§ **WORK INSTRUCTION**
What number of lines in the entries below include the string "first"? Respond with that number alone.

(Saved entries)
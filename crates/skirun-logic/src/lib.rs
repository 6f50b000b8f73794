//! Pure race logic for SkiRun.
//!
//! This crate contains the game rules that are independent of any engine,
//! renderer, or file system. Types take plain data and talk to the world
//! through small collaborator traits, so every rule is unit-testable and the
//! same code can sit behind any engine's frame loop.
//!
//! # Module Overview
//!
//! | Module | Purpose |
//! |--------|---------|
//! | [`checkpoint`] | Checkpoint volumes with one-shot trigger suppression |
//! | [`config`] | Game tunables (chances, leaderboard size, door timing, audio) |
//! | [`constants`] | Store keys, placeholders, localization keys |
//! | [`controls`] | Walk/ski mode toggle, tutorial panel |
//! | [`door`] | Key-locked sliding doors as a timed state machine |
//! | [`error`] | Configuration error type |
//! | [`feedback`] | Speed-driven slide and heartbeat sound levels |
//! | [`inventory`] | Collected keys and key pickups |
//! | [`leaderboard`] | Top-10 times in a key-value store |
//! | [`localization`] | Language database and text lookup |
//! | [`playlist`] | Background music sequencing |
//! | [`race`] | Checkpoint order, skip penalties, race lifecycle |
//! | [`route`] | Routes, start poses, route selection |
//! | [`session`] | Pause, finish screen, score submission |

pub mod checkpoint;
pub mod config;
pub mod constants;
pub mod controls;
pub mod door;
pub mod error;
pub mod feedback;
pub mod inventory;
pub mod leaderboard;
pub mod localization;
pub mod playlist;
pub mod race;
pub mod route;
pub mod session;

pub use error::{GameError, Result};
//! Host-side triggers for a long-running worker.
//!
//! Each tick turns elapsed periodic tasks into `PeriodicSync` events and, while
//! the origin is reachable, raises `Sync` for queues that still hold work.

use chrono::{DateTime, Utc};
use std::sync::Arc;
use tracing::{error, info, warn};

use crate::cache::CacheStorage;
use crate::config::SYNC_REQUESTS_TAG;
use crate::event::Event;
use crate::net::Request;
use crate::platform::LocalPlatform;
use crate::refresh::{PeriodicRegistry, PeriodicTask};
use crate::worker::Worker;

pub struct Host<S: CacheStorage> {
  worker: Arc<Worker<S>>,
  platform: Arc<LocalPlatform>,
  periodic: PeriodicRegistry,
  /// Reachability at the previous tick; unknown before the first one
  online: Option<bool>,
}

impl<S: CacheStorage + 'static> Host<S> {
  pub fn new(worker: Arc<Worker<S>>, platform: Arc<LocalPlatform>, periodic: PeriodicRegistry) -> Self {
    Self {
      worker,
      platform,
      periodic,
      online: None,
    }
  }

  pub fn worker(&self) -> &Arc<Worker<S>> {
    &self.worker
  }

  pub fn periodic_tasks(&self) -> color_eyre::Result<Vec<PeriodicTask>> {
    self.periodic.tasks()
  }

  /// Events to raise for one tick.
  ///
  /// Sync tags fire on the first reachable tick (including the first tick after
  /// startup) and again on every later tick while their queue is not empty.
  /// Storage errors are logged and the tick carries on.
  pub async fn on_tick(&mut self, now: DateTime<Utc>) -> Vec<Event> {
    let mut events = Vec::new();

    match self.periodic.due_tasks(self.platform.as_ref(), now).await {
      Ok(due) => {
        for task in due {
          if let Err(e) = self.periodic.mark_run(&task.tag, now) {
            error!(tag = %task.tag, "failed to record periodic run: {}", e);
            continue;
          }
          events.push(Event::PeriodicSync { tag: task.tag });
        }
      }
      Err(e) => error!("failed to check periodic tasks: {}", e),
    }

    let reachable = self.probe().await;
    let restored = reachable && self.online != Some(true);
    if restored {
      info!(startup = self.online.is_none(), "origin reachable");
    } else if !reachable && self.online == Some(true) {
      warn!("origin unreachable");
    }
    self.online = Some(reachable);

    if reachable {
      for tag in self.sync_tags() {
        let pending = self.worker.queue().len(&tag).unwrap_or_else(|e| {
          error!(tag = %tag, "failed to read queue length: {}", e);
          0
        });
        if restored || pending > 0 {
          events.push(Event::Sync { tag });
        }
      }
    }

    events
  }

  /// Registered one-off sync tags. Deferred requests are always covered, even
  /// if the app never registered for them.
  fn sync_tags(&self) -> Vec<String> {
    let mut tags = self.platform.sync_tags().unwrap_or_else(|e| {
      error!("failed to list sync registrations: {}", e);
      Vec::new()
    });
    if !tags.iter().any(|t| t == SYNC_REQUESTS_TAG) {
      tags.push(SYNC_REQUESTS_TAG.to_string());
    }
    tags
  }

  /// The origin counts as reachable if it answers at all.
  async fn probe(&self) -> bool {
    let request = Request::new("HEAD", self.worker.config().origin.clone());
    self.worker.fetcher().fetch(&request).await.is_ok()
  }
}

...

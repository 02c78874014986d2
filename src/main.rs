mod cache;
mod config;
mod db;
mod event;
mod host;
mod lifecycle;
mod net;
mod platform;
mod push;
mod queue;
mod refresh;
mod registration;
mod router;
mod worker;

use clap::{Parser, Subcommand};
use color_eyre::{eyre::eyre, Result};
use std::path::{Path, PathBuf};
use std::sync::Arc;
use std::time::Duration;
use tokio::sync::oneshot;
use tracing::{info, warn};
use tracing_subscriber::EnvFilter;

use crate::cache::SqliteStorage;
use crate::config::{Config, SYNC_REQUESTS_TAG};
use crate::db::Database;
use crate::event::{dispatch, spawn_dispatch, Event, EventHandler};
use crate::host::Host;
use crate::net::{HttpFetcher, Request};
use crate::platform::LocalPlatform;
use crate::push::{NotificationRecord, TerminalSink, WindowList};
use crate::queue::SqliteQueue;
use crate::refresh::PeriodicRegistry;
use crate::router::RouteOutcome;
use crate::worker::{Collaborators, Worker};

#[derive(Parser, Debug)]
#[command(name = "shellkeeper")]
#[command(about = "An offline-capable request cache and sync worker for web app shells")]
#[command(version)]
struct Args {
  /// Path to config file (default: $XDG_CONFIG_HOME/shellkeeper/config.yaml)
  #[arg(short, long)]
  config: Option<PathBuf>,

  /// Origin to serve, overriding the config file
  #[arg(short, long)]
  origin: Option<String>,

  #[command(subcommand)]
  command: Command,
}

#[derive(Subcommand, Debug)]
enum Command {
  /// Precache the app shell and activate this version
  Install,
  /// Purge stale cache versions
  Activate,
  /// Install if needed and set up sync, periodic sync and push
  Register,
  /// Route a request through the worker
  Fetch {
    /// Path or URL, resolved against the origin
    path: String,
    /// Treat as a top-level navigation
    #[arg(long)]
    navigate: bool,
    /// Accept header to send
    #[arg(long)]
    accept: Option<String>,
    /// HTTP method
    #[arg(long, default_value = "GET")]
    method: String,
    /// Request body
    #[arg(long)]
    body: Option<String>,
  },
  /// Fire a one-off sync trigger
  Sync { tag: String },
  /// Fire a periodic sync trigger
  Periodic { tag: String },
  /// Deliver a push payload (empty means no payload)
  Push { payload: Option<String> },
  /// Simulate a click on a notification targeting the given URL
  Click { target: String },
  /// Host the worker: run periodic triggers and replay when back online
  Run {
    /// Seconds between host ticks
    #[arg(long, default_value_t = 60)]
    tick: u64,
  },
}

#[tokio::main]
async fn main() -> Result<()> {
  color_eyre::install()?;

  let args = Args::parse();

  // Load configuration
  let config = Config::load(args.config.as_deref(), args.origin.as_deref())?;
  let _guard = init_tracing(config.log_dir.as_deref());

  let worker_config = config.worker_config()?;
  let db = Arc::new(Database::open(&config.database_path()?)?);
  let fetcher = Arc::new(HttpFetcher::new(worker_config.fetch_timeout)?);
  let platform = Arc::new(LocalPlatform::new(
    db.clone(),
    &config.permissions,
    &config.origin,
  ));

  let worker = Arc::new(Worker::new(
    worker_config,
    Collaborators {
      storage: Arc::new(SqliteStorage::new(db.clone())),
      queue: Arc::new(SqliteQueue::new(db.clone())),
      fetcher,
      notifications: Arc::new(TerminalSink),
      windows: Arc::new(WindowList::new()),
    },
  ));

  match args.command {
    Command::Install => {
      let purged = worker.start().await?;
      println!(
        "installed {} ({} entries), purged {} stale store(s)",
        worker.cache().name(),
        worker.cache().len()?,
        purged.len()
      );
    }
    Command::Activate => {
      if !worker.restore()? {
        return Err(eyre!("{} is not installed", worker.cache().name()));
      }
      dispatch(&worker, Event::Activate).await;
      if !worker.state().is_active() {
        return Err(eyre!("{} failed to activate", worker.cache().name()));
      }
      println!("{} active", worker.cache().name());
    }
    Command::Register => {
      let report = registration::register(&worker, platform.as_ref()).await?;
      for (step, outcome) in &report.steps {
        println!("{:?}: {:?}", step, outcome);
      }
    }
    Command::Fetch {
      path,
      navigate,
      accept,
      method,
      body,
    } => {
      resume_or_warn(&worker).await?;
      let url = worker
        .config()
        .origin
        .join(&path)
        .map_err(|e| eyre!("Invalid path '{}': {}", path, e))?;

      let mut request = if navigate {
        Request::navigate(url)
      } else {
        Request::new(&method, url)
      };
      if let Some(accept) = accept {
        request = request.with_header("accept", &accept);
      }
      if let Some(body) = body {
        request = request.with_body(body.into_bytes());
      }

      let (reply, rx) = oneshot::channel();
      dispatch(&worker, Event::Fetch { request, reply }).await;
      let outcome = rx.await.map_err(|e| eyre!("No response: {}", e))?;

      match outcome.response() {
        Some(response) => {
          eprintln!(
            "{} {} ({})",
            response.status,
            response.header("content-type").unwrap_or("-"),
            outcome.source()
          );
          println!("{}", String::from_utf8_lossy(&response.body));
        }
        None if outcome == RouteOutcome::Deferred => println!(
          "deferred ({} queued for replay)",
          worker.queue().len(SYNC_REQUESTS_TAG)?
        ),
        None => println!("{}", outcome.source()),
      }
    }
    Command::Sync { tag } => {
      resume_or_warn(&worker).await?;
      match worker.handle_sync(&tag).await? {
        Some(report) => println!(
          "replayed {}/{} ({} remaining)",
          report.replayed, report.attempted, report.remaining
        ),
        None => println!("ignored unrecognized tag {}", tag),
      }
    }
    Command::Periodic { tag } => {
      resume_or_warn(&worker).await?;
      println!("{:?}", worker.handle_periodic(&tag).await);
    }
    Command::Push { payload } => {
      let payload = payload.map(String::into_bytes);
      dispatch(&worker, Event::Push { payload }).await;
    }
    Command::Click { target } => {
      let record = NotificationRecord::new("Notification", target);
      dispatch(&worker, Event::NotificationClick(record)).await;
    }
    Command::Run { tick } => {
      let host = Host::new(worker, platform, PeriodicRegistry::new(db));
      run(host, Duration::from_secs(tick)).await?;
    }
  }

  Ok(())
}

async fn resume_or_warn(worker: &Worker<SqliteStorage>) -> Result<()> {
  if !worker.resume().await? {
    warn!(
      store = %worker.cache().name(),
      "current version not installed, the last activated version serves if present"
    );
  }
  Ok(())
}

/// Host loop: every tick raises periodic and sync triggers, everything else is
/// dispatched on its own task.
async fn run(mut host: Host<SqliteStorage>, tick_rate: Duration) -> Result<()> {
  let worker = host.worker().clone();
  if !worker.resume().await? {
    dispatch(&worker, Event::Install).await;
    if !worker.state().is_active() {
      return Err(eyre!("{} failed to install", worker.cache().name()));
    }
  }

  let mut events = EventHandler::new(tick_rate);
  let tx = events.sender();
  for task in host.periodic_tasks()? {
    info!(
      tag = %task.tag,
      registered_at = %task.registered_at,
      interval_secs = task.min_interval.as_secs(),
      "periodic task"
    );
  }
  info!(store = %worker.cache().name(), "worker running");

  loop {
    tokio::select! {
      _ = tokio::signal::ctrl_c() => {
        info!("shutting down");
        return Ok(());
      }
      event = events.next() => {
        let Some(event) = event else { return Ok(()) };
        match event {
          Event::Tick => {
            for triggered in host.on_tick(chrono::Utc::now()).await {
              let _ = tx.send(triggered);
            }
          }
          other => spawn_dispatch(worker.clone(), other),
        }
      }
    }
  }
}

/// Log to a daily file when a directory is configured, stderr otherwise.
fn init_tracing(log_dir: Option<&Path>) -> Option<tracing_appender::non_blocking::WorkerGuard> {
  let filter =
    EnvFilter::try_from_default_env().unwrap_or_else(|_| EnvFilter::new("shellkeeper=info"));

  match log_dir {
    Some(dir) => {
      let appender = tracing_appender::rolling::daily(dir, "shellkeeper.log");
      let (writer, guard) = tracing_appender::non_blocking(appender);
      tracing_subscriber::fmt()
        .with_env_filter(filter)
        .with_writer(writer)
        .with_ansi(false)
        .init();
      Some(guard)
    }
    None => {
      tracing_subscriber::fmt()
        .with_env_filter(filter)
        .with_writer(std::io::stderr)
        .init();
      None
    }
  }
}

§ **OUTPUT OF THE EXERCISE**
2